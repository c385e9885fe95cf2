//! Type options and value decoding
//!
//! Result metadata describes each column with an `[option]`: a short type id,
//! followed by type parameters for collections, tuples and user types.
//! Values arrive as `[bytes]` in the type's binary encoding.
//!
//! A null cell decodes to [`CqlValue::Null`]. So does an empty value of a
//! fixed-width type; Thrift-era tables can hold those.

use std::net::{IpAddr, Ipv4Addr, Ipv6Addr};

use byteorder::{BigEndian, ByteOrder};
use cqldump_core::{ColumnType, CqlValue, Error, Result};
use uuid::Uuid;

use crate::codec::BodyReader;

/// Read one `[option]` type description
pub fn read_type(reader: &mut BodyReader<'_>) -> Result<ColumnType> {
    let id = reader.short()?;
    let t = match id {
        0x0000 => ColumnType::Custom(reader.string()?),
        0x0001 => ColumnType::Ascii,
        0x0002 => ColumnType::BigInt,
        0x0003 => ColumnType::Blob,
        0x0004 => ColumnType::Boolean,
        0x0005 => ColumnType::Counter,
        0x0006 => ColumnType::Decimal,
        0x0007 => ColumnType::Double,
        0x0008 => ColumnType::Float,
        0x0009 => ColumnType::Int,
        0x000B => ColumnType::Timestamp,
        0x000C => ColumnType::Uuid,
        0x000D => ColumnType::Text,
        0x000E => ColumnType::VarInt,
        0x000F => ColumnType::TimeUuid,
        0x0010 => ColumnType::Inet,
        0x0011 => ColumnType::Date,
        0x0012 => ColumnType::Time,
        0x0013 => ColumnType::SmallInt,
        0x0014 => ColumnType::TinyInt,
        0x0015 => ColumnType::Duration,
        0x0020 => ColumnType::List(Box::new(read_type(reader)?)),
        0x0021 => {
            let key = read_type(reader)?;
            let value = read_type(reader)?;
            ColumnType::Map(Box::new(key), Box::new(value))
        }
        0x0022 => ColumnType::Set(Box::new(read_type(reader)?)),
        0x0030 => {
            let _keyspace = reader.string()?;
            let name = reader.string()?;
            let n = reader.short()?;
            let mut fields = Vec::with_capacity(n as usize);
            for _ in 0..n {
                let field = reader.string()?;
                fields.push((field, read_type(reader)?));
            }
            ColumnType::UserDefined { name, fields }
        }
        0x0031 => {
            let n = reader.short()?;
            let types = (0..n)
                .map(|_| read_type(reader))
                .collect::<Result<Vec<_>>>()?;
            ColumnType::Tuple(types)
        }
        other => {
            return Err(Error::Protocol(format!("unknown type id 0x{:04x}", other)));
        }
    };
    Ok(t)
}

fn invalid(column_type: &ColumnType, len: usize) -> Error {
    Error::Protocol(format!("{} bytes is not a valid {} value", len, column_type))
}

fn fixed<'a>(bytes: &'a [u8], len: usize, column_type: &ColumnType) -> Result<&'a [u8]> {
    if bytes.len() != len {
        return Err(invalid(column_type, bytes.len()));
    }
    Ok(bytes)
}

/// Decode one cell; `None` is a null cell
pub fn decode_value(bytes: Option<&[u8]>, column_type: &ColumnType) -> Result<CqlValue> {
    let Some(bytes) = bytes else {
        return Ok(CqlValue::Null);
    };
    let keeps_empty = matches!(
        column_type,
        ColumnType::Ascii | ColumnType::Text | ColumnType::Blob | ColumnType::Custom(_)
    );
    if bytes.is_empty() && !keeps_empty {
        return Ok(CqlValue::Null);
    }

    let value = match column_type {
        ColumnType::Ascii => CqlValue::Ascii(utf8(bytes)?),
        ColumnType::Text => CqlValue::Text(utf8(bytes)?),
        ColumnType::Blob => CqlValue::Blob(bytes.to_vec()),
        ColumnType::Custom(_) => CqlValue::Custom(bytes.to_vec()),
        ColumnType::BigInt => CqlValue::BigInt(BigEndian::read_i64(fixed(bytes, 8, column_type)?)),
        ColumnType::Counter => {
            CqlValue::Counter(BigEndian::read_i64(fixed(bytes, 8, column_type)?))
        }
        ColumnType::Timestamp => {
            CqlValue::Timestamp(BigEndian::read_i64(fixed(bytes, 8, column_type)?))
        }
        ColumnType::Time => CqlValue::Time(BigEndian::read_i64(fixed(bytes, 8, column_type)?)),
        ColumnType::Int => CqlValue::Int(BigEndian::read_i32(fixed(bytes, 4, column_type)?)),
        ColumnType::Date => CqlValue::Date(BigEndian::read_u32(fixed(bytes, 4, column_type)?)),
        ColumnType::SmallInt => {
            CqlValue::SmallInt(BigEndian::read_i16(fixed(bytes, 2, column_type)?))
        }
        ColumnType::TinyInt => CqlValue::TinyInt(fixed(bytes, 1, column_type)?[0] as i8),
        ColumnType::Boolean => CqlValue::Boolean(fixed(bytes, 1, column_type)?[0] != 0),
        ColumnType::Double => CqlValue::Double(BigEndian::read_f64(fixed(bytes, 8, column_type)?)),
        ColumnType::Float => CqlValue::Float(BigEndian::read_f32(fixed(bytes, 4, column_type)?)),
        ColumnType::Uuid | ColumnType::TimeUuid => {
            let uuid = Uuid::from_slice(bytes).map_err(|_| invalid(column_type, bytes.len()))?;
            if *column_type == ColumnType::Uuid {
                CqlValue::Uuid(uuid)
            } else {
                CqlValue::TimeUuid(uuid)
            }
        }
        ColumnType::Inet => match bytes.len() {
            4 => CqlValue::Inet(IpAddr::V4(Ipv4Addr::new(
                bytes[0], bytes[1], bytes[2], bytes[3],
            ))),
            16 => {
                let mut octets = [0u8; 16];
                octets.copy_from_slice(bytes);
                CqlValue::Inet(IpAddr::V6(Ipv6Addr::from(octets)))
            }
            n => return Err(invalid(column_type, n)),
        },
        ColumnType::VarInt => CqlValue::VarInt(bytes.to_vec()),
        ColumnType::Decimal => {
            if bytes.len() < 5 {
                return Err(invalid(column_type, bytes.len()));
            }
            CqlValue::Decimal {
                scale: BigEndian::read_i32(&bytes[..4]),
                unscaled: bytes[4..].to_vec(),
            }
        }
        ColumnType::Duration => {
            let mut pos = 0;
            let months = read_signed_vint(bytes, &mut pos)?;
            let days = read_signed_vint(bytes, &mut pos)?;
            let nanos = read_signed_vint(bytes, &mut pos)?;
            CqlValue::Duration {
                months: months as i32,
                days: days as i32,
                nanos,
            }
        }
        ColumnType::List(element) => CqlValue::List(decode_elements(bytes, element)?),
        ColumnType::Set(element) => CqlValue::Set(decode_elements(bytes, element)?),
        ColumnType::Map(key_type, value_type) => {
            let mut reader = BodyReader::new(bytes);
            let n = reader.int()?;
            let mut entries = Vec::with_capacity(n.max(0) as usize);
            for _ in 0..n {
                let key = decode_value(reader.bytes()?, key_type)?;
                let value = decode_value(reader.bytes()?, value_type)?;
                entries.push((key, value));
            }
            CqlValue::Map(entries)
        }
        ColumnType::Tuple(types) => {
            let mut reader = BodyReader::new(bytes);
            let mut values = Vec::with_capacity(types.len());
            for t in types {
                let cell = if reader.remaining() > 0 {
                    reader.bytes()?
                } else {
                    None
                };
                values.push(decode_value(cell, t)?);
            }
            CqlValue::Tuple(values)
        }
        ColumnType::UserDefined { fields, .. } => {
            let mut reader = BodyReader::new(bytes);
            let mut values = Vec::with_capacity(fields.len());
            for (name, t) in fields {
                // values written before a field was added stop early
                let cell = if reader.remaining() > 0 {
                    reader.bytes()?
                } else {
                    None
                };
                values.push((name.clone(), decode_value(cell, t)?));
            }
            CqlValue::Udt(values)
        }
        ColumnType::Frozen(inner) => return decode_value(Some(bytes), inner),
    };
    Ok(value)
}

fn decode_elements(bytes: &[u8], element: &ColumnType) -> Result<Vec<CqlValue>> {
    let mut reader = BodyReader::new(bytes);
    let n = reader.int()?;
    (0..n.max(0))
        .map(|_| decode_value(reader.bytes()?, element))
        .collect()
}

fn utf8(bytes: &[u8]) -> Result<String> {
    String::from_utf8(bytes.to_vec())
        .map_err(|e| Error::Protocol(format!("invalid UTF-8 in text value: {}", e)))
}

/// Cassandra's variable-length unsigned integer: the count of leading one
/// bits in the first byte is the count of extra bytes.
fn read_unsigned_vint(bytes: &[u8], pos: &mut usize) -> Result<u64> {
    let first = *bytes
        .get(*pos)
        .ok_or_else(|| Error::Protocol("truncated vint".to_string()))?;
    *pos += 1;
    let extra = first.leading_ones() as usize;
    let mut value = u64::from(first & 0xffu8.checked_shr(extra as u32).unwrap_or(0));
    if *pos + extra > bytes.len() {
        return Err(Error::Protocol("truncated vint".to_string()));
    }
    for b in &bytes[*pos..*pos + extra] {
        value = (value << 8) | u64::from(*b);
    }
    *pos += extra;
    Ok(value)
}

fn read_signed_vint(bytes: &[u8], pos: &mut usize) -> Result<i64> {
    let n = read_unsigned_vint(bytes, pos)?;
    Ok((n >> 1) as i64 ^ -((n & 1) as i64))
}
━━━━━━━━━━━━━━━━
Action item:
Which lines in the listing have the string "days"? Pick them out and copy them.

Result for this exercise:
            let days = read_signed_vint(bytes, &mut pos)?;
                days: days as i32,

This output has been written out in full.